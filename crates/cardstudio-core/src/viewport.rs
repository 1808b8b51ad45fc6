//! Viewport module: zoom factor and content/viewport coordinate mapping.

use crate::config::EditorConfig;
use kurbo::{Affine, Point, Rect, Size, Vec2};
use serde::{Deserialize, Serialize};

/// Maps between viewport space (pointer events, overlay chrome) and
/// content space (the document's own unscaled geometry).
///
/// Content is drawn at `origin + p * zoom`, where `origin` is the canvas
/// offset inside the viewport minus the current scroll offset.
#[derive(Debug, Clone, Serialize, Deserialize)]
pub struct Viewport {
    /// Current zoom factor.
    zoom: f64,
    /// Minimum allowed zoom level
    pub min_zoom: f64,
    /// Maximum allowed zoom level
    pub max_zoom: f64,
    /// Increment used by zoom in/out.
    pub zoom_step: f64,
    /// Where the unscrolled canvas sits in the viewport.
    canvas_offset: Vec2,
    /// Scroll offset of the canvas container.
    scroll: Vec2,
    /// Size of the visible viewport.
    size: Size,
}

impl Default for Viewport {
    fn default() -> Self {
        Self::new(&EditorConfig::default())
    }
}

impl Viewport {
    /// Create a viewport with the configured zoom limits.
    pub fn new(config: &EditorConfig) -> Self {
        Self {
            zoom: config.default_zoom.clamp(config.min_zoom, config.max_zoom),
            min_zoom: config.min_zoom,
            max_zoom: config.max_zoom,
            zoom_step: config.zoom_step,
            canvas_offset: Vec2::ZERO,
            scroll: Vec2::ZERO,
            size: Size::new(1280.0, 800.0),
        }
    }

    pub fn zoom(&self) -> f64 {
        self.zoom
    }

    /// Request a zoom factor. The value is clamped to the allowed range.
    /// Returns true if the zoom changed.
    pub fn set_zoom(&mut self, zoom: f64) -> bool {
        if !zoom.is_finite() {
            return false;
        }
        let new_zoom = zoom.clamp(self.min_zoom, self.max_zoom);
        if (new_zoom - self.zoom).abs() < f64::EPSILON {
            return false;
        }
        self.zoom = new_zoom;
        true
    }

    /// Step the zoom up by one increment.
    pub fn zoom_in(&mut self) -> bool {
        self.set_zoom(snap_to_step(self.zoom + self.zoom_step))
    }

    /// Step the zoom down by one increment.
    pub fn zoom_out(&mut self) -> bool {
        self.set_zoom(snap_to_step(self.zoom - self.zoom_step))
    }

    /// Viewport-space position of content (0, 0).
    pub fn origin(&self) -> Point {
        (self.canvas_offset - self.scroll).to_point()
    }

    pub fn set_canvas_offset(&mut self, offset: Vec2) {
        self.canvas_offset = offset;
    }

    pub fn set_scroll(&mut self, scroll: Vec2) {
        self.scroll = scroll;
    }

    pub fn scroll(&self) -> Vec2 {
        self.scroll
    }

    pub fn size(&self) -> Size {
        self.size
    }

    pub fn set_size(&mut self, size: Size) {
        self.size = size;
    }

    /// Scale a content-space length into viewport space.
    pub fn to_viewport(&self, content: f64) -> f64 {
        content * self.zoom
    }

    /// Scale a viewport-space length into content space.
    pub fn to_content(&self, viewport: f64) -> f64 {
        viewport / self.zoom
    }

    pub fn delta_to_viewport(&self, delta: Vec2) -> Vec2 {
        Vec2::new(self.to_viewport(delta.x), self.to_viewport(delta.y))
    }

    pub fn delta_to_content(&self, delta: Vec2) -> Vec2 {
        Vec2::new(self.to_content(delta.x), self.to_content(delta.y))
    }

    /// Get the affine transform for overlay placement.
    ///
    /// This transform converts content coordinates to viewport coordinates.
    pub fn transform(&self) -> Affine {
        Affine::translate(self.origin().to_vec2()) * Affine::scale(self.zoom)
    }

    /// Convert a content point to viewport coordinates.
    pub fn content_to_viewport(&self, point: Point) -> Point {
        self.transform() * point
    }

    /// Convert a viewport point to content coordinates.
    pub fn viewport_to_content(&self, point: Point) -> Point {
        self.transform().inverse() * point
    }

    /// Convert a content rect to its viewport box.
    pub fn content_rect_to_viewport(&self, rect: Rect) -> Rect {
        let origin = self.content_to_viewport(rect.origin());
        Rect::from_origin_size(
            origin,
            Size::new(self.to_viewport(rect.width()), self.to_viewport(rect.height())),
        )
    }
}

/// Round a stepped zoom value so repeated stepping does not drift.
fn snap_to_step(zoom: f64) -> f64 {
    (zoom * 1e6).round() / 1e6
}

#[cfg(test)]
mod tests {
    use super::*;

    #[test]
    fn test_default_viewport() {
        let viewport = Viewport::default();
        assert!((viewport.zoom() - 0.55).abs() < f64::EPSILON);
        assert_eq!(viewport.origin(), Point::ZERO);
    }

    #[test]
    fn test_zoom_clamp() {
        let mut viewport = Viewport::default();
        viewport.set_zoom(0.01);
        assert!((viewport.zoom() - 0.3).abs() < f64::EPSILON);
        viewport.set_zoom(5.0);
        assert!((viewport.zoom() - 1.0).abs() < f64::EPSILON);
        assert!(!viewport.set_zoom(f64::NAN));
    }

    #[test]
    fn test_zoom_steps_stay_on_grid() {
        let mut viewport = Viewport::default();
        for _ in 0..9 {
            viewport.zoom_in();
        }
        assert!((viewport.zoom() - 1.0).abs() < f64::EPSILON);
        assert!(!viewport.zoom_in());

        for _ in 0..20 {
            viewport.zoom_out();
        }
        assert!((viewport.zoom() - 0.3).abs() < f64::EPSILON);

        viewport.zoom_in();
        assert!((viewport.zoom() - 0.35).abs() < 1e-9);
    }

    #[test]
    fn test_delta_conversion() {
        let mut viewport = Viewport::default();
        viewport.set_zoom(0.5);
        assert_eq!(viewport.delta_to_content(Vec2::new(100.0, 50.0)), Vec2::new(200.0, 100.0));
        assert_eq!(viewport.delta_to_viewport(Vec2::new(200.0, 100.0)), Vec2::new(100.0, 50.0));
    }

    #[test]
    fn test_point_mapping_with_scroll() {
        let mut viewport = Viewport::default();
        viewport.set_zoom(0.5);
        viewport.set_canvas_offset(Vec2::new(100.0, 40.0));
        viewport.set_scroll(Vec2::new(0.0, 30.0));

        let screen = viewport.content_to_viewport(Point::new(200.0, 100.0));
        assert!((screen.x - 200.0).abs() < 1e-10);
        assert!((screen.y - 60.0).abs() < 1e-10);

        let back = viewport.viewport_to_content(screen);
        assert!((back.x - 200.0).abs() < 1e-10);
        assert!((back.y - 100.0).abs() < 1e-10);
    }

    #[test]
    fn test_rect_mapping() {
        let mut viewport = Viewport::default();
        viewport.set_zoom(0.5);
        let rect = viewport.content_rect_to_viewport(Rect::new(100.0, 100.0, 300.0, 200.0));
        assert_eq!(rect, Rect::new(50.0, 50.0, 150.0, 100.0));
    }
}
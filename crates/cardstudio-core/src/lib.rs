//! CardStudio Core Library
//!
//! Headless direct-manipulation editor for card-news decks: selection,
//! move/resize/rotate drag sessions, debounced undo/redo and slide
//! reordering over a zoomable editable surface.

pub mod blocks;
pub mod clock;
pub mod config;
pub mod editor;
pub mod error;
pub mod history;
pub mod input;
pub mod layout;
mod markup;
pub mod selection;
pub mod surface;
pub mod transform;
pub mod viewport;

pub use blocks::{NudgeDirection, StructuralBlock};
pub use clock::{Clock, ManualClock, SystemClock};
pub use config::EditorConfig;
pub use editor::Editor;
pub use error::{EditorError, EditorResult};
pub use history::History;
pub use input::{Key, KeyEvent, KeyOutcome, KeyTarget, Modifiers, PointerEvent};
pub use layout::{Layout, MeasuredLayout, SlideLayout};
pub use selection::{EditMode, Highlight, PointerTarget, SelectionState};
pub use surface::{Element, NodeId, NodeTransform, Surface};
pub use transform::{Compass, DragSession, HandleKind};
pub use viewport::Viewport;
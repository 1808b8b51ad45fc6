//! CardStudio application shell.
//!
//! Loads a deck, replays an optional editing script against it and reports
//! the result. The editor itself lives in `cardstudio-core`.

pub mod script;
pub mod shortcuts;

pub use script::{ScriptStep, parse_script, run_script};
pub use shortcuts::{Shortcut, ShortcutRegistry};

use cardstudio_core::{Editor, EditorConfig, EditorError, EditorResult, ManualClock};
use clap::Parser;
use std::path::PathBuf;

/// Command-line options.
#[derive(Debug, Clone, Default, PartialEq, Parser)]
#[command(
    name = "cardstudio",
    about = "Replay editing scripts against a card-news deck",
    version
)]
pub struct Options {
    /// Markup file to load.
    #[arg(required_unless_present = "shortcuts")]
    pub input: Option<PathBuf>,

    /// JSON array of editing steps to replay.
    #[arg(long)]
    pub script: Option<PathBuf>,

    /// Write the final markup here instead of stdout.
    #[arg(long)]
    pub out: Option<PathBuf>,

    #[arg(long)]
    pub zoom: Option<f64>,

    /// Editor configuration (JSON).
    #[arg(long)]
    pub config: Option<PathBuf>,

    /// Print the keyboard shortcuts.
    #[arg(long)]
    pub shortcuts: bool,
}

/// Outcome of a session.
#[derive(Debug, Clone, PartialEq)]
pub struct Report {
    pub markup: String,
    pub block_titles: Vec<String>,
    pub undo_depth: usize,
    pub redo_depth: usize,
}

impl Report {
    pub fn summary(&self) -> String {
        let mut out = String::new();
        for (index, title) in self.block_titles.iter().enumerate() {
            out.push_str(&format!("{:>3}. {}\n", index + 1, title));
        }
        out.push_str(&format!("history: {} undo, {} redo\n", self.undo_depth, self.redo_depth));
        out
    }
}

/// Load the deck, replay the script and collect the result.
pub fn run(options: &Options) -> EditorResult<Report> {
    let input = options
        .input
        .as_ref()
        .ok_or_else(|| EditorError::Config("missing markup file".to_string()))?;
    let config = match &options.config {
        Some(path) => EditorConfig::load(path)?,
        None => EditorConfig::default(),
    };

    let clock = ManualClock::new();
    let mut editor = Editor::new(config).with_clock(clock.clone());
    editor.load_markup(&std::fs::read_to_string(input)?)?;
    if let Some(zoom) = options.zoom {
        editor.set_zoom(zoom);
    }

    if let Some(path) = &options.script {
        let steps = parse_script(&std::fs::read_to_string(path)?)?;
        log::info!("Replaying {} steps from {}", steps.len(), path.display());
        run_script(&mut editor, &clock, &steps)?;
    }

    let report = Report {
        markup: editor.content(),
        block_titles: editor.blocks().iter().map(|b| b.display_title.clone()).collect(),
        undo_depth: editor.history().undo_len(),
        redo_depth: editor.history().redo_len(),
    };
    if let Some(out) = &options.out {
        std::fs::write(out, &report.markup)?;
        log::info!("Wrote {}", out.display());
    }
    Ok(report)
}
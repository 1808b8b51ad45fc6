//! Layout seam: where nodes sit in content space before edit transforms.

use crate::surface::{NodeId, Surface};
use crate::viewport::Viewport;
use kurbo::{Affine, Point, Rect, Size, Vec2};
use std::collections::HashMap;

/// Source of untransformed node geometry.
///
/// The returned rect is in content space and already reflects the node's
/// width/height overrides, but not its translate or rotation.
pub trait Layout {
    fn layout_rect(&self, surface: &Surface, id: NodeId) -> Option<Rect>;
}

/// Deterministic layout driven by inline styles.
///
/// Top-level blocks are stacked vertically at a fixed logical size. A
/// descendant sits at its parent's origin plus its `left`/`top`, sized by
/// its override, its inline `width`/`height`, or (width only) its parent.
#[derive(Debug, Clone, Copy, PartialEq)]
pub struct SlideLayout {
    block_size: Size,
}

impl Default for SlideLayout {
    fn default() -> Self {
        Self::new(Size::new(1080.0, 1350.0))
    }
}

impl SlideLayout {
    pub fn new(block_size: Size) -> Self {
        Self { block_size }
    }

    pub fn block_size(&self) -> Size {
        self.block_size
    }
}

impl Layout for SlideLayout {
    fn layout_rect(&self, surface: &Surface, id: NodeId) -> Option<Rect> {
        let element = surface.element(id)?;
        let record = surface.transform(id);
        let override_w = record.and_then(|r| r.width);
        let override_h = record.and_then(|r| r.height);

        match surface.parent(id) {
            None => {
                let index = surface.element_roots().iter().position(|&r| r == id)?;
                let origin = Point::new(0.0, index as f64 * self.block_size.height);
                let size = Size::new(
                    override_w.unwrap_or(self.block_size.width),
                    override_h.unwrap_or(self.block_size.height),
                );
                Some(Rect::from_origin_size(origin, size))
            }
            Some(parent) => {
                let parent_rect = self.layout_rect(surface, parent)?;
                let offset = Vec2::new(
                    element.style.px("left").unwrap_or(0.0),
                    element.style.px("top").unwrap_or(0.0),
                );
                let width = override_w
                    .or_else(|| element.style.px("width"))
                    .unwrap_or(parent_rect.width());
                let height = override_h.or_else(|| element.style.px("height"))?;
                Some(Rect::from_origin_size(
                    parent_rect.origin() + offset,
                    Size::new(width, height),
                ))
            }
        }
    }
}

/// Geometry reported by a host that measures a live rendering.
#[derive(Debug, Clone, Default)]
pub struct MeasuredLayout {
    rects: HashMap<NodeId, Rect>,
}

impl MeasuredLayout {
    pub fn new() -> Self {
        Self::default()
    }

    /// Record the measured content-space rect of a node.
    pub fn set(&mut self, id: NodeId, rect: Rect) {
        self.rects.insert(id, rect);
    }

    pub fn remove(&mut self, id: NodeId) -> Option<Rect> {
        self.rects.remove(&id)
    }

    pub fn clear(&mut self) {
        self.rects.clear();
    }
}

impl Layout for MeasuredLayout {
    fn layout_rect(&self, surface: &Surface, id: NodeId) -> Option<Rect> {
        if !surface.contains(id) {
            return None;
        }
        let rect = *self.rects.get(&id)?;
        let record = surface.transform(id);
        let size = Size::new(
            record.and_then(|r| r.width).unwrap_or(rect.width()),
            record.and_then(|r| r.height).unwrap_or(rect.height()),
        );
        Some(Rect::from_origin_size(rect.origin(), size))
    }
}

/// Content-space box of a node with its own and inherited translates
/// applied. Zero-area boxes count as unmeasurable.
pub fn content_box<L: Layout + ?Sized>(surface: &Surface, layout: &L, id: NodeId) -> Option<Rect> {
    let rect = layout.layout_rect(surface, id)?;
    if rect.area() <= 0.0 || !rect.area().is_finite() {
        return None;
    }
    let shift = std::iter::once(id)
        .chain(surface.ancestors(id))
        .filter_map(|n| surface.transform(n))
        .fold(Vec2::ZERO, |acc, record| acc + record.translation());
    Some(rect + shift)
}

/// Viewport-space box of a node (rotation excluded).
pub fn viewport_box<L: Layout + ?Sized>(
    surface: &Surface,
    layout: &L,
    viewport: &Viewport,
    id: NodeId,
) -> Option<Rect> {
    content_box(surface, layout, id).map(|rect| viewport.content_rect_to_viewport(rect))
}

/// Topmost element under a viewport point.
///
/// Later nodes in document order paint over earlier ones, so the last hit
/// wins. Each node's own rotation is undone about its box centre first.
pub fn hit_test<L: Layout + ?Sized>(
    surface: &Surface,
    layout: &L,
    viewport: &Viewport,
    point: Point,
) -> Option<NodeId> {
    surface
        .document_order()
        .into_iter()
        .filter(|&id| surface.element(id).is_some())
        .filter(|&id| {
            let Some(rect) = viewport_box(surface, layout, viewport, id) else {
                return false;
            };
            let rotation = surface.transform(id).map_or(0.0, |r| r.rotation_degrees);
            let local = if rotation == 0.0 {
                point
            } else {
                Affine::rotate_about(-rotation.to_radians(), rect.center()) * point
            };
            rect.contains(local)
        })
        .last()
}

#[cfg(test)]
mod tests {
    use super::*;
    use crate::surface::Element;

    fn two_blocks() -> (Surface, NodeId, NodeId, NodeId) {
        let mut surface = Surface::new();
        let first = surface.append_element(None, Element::new("section"));
        let title = surface.append_element(
            Some(first),
            Element::new("h1").with_style("left: 100px; top: 200px; width: 400px; height: 120px"),
        );
        surface.append_text(Some(title), "Title");
        let second = surface.append_element(None, Element::new("section"));
        (surface, first, title, second)
    }

    #[test]
    fn test_blocks_stack_vertically() {
        let (surface, first, _, second) = two_blocks();
        let layout = SlideLayout::default();
        assert_eq!(layout.layout_rect(&surface, first), Some(Rect::new(0.0, 0.0, 1080.0, 1350.0)));
        assert_eq!(
            layout.layout_rect(&surface, second),
            Some(Rect::new(0.0, 1350.0, 1080.0, 2700.0))
        );
    }

    #[test]
    fn test_child_placed_by_inline_style() {
        let (mut surface, _, title, _) = two_blocks();
        let layout = SlideLayout::default();
        assert_eq!(
            layout.layout_rect(&surface, title),
            Some(Rect::new(100.0, 200.0, 500.0, 320.0))
        );

        surface.ensure_transform(title).unwrap().width = Some(600.0);
        assert_eq!(
            layout.layout_rect(&surface, title),
            Some(Rect::new(100.0, 200.0, 700.0, 320.0))
        );
    }

    #[test]
    fn test_missing_height_is_unmeasurable() {
        let (mut surface, first, _, _) = two_blocks();
        let para = surface.append_element(Some(first), Element::new("p"));
        assert_eq!(SlideLayout::default().layout_rect(&surface, para), None);
    }

    #[test]
    fn test_zero_area_box_is_none() {
        let (mut surface, first, _, _) = two_blocks();
        let flat = surface.append_element(Some(first), Element::new("hr").with_style("height: 0px"));
        assert_eq!(content_box(&surface, &SlideLayout::default(), flat), None);
    }

    #[test]
    fn test_translates_are_inherited() {
        let (mut surface, first, title, _) = two_blocks();
        surface.ensure_transform(first).unwrap().translate_x = 10.0;
        surface.ensure_transform(title).unwrap().translate_y = 5.0;
        let rect = content_box(&surface, &SlideLayout::default(), title).unwrap();
        assert_eq!(rect, Rect::new(110.0, 205.0, 510.0, 325.0));
    }

    #[test]
    fn test_hit_test_prefers_topmost() {
        let (surface, first, title, second) = two_blocks();
        let layout = SlideLayout::default();
        let mut viewport = Viewport::default();
        viewport.set_zoom(0.5);

        assert_eq!(hit_test(&surface, &layout, &viewport, Point::new(100.0, 120.0)), Some(title));
        assert_eq!(hit_test(&surface, &layout, &viewport, Point::new(10.0, 10.0)), Some(first));
        assert_eq!(hit_test(&surface, &layout, &viewport, Point::new(10.0, 700.0)), Some(second));
        assert_eq!(hit_test(&surface, &layout, &viewport, Point::new(600.0, 10.0)), None);
    }

    #[test]
    fn test_hit_test_respects_rotation() {
        let (mut surface, _, title, _) = two_blocks();
        let layout = SlideLayout::default();
        let mut viewport = Viewport::default();
        viewport.set_zoom(1.0);
        // Box is (100,200)-(500,320), centre (300,260).
        let corner = Point::new(495.0, 205.0);
        assert_eq!(hit_test(&surface, &layout, &viewport, corner), Some(title));

        surface.ensure_transform(title).unwrap().rotation_degrees = 90.0;
        // Rotated a quarter turn the box spans x 240..360 around the centre.
        assert_ne!(hit_test(&surface, &layout, &viewport, corner), Some(title));
        assert_eq!(hit_test(&surface, &layout, &viewport, Point::new(300.0, 430.0)), Some(title));
    }

    #[test]
    fn test_measured_layout_applies_overrides() {
        let (mut surface, _, title, _) = two_blocks();
        let mut layout = MeasuredLayout::new();
        assert_eq!(layout.layout_rect(&surface, title), None);
        layout.set(title, Rect::new(10.0, 10.0, 50.0, 30.0));
        surface.ensure_transform(title).unwrap().height = Some(100.0);
        assert_eq!(layout.layout_rect(&surface, title), Some(Rect::new(10.0, 10.0, 50.0, 110.0)));
        surface.remove(title);
        assert_eq!(layout.layout_rect(&surface, title), None);
    }
}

--- --- ---

§ Task prompt:
Once you have found every line in the listing that holds the string "Deserialize", copy each of them.

§ Response area:
use serde::{Deserialize, Serialize};
#[derive(Debug, Clone, Serialize, Deserialize)]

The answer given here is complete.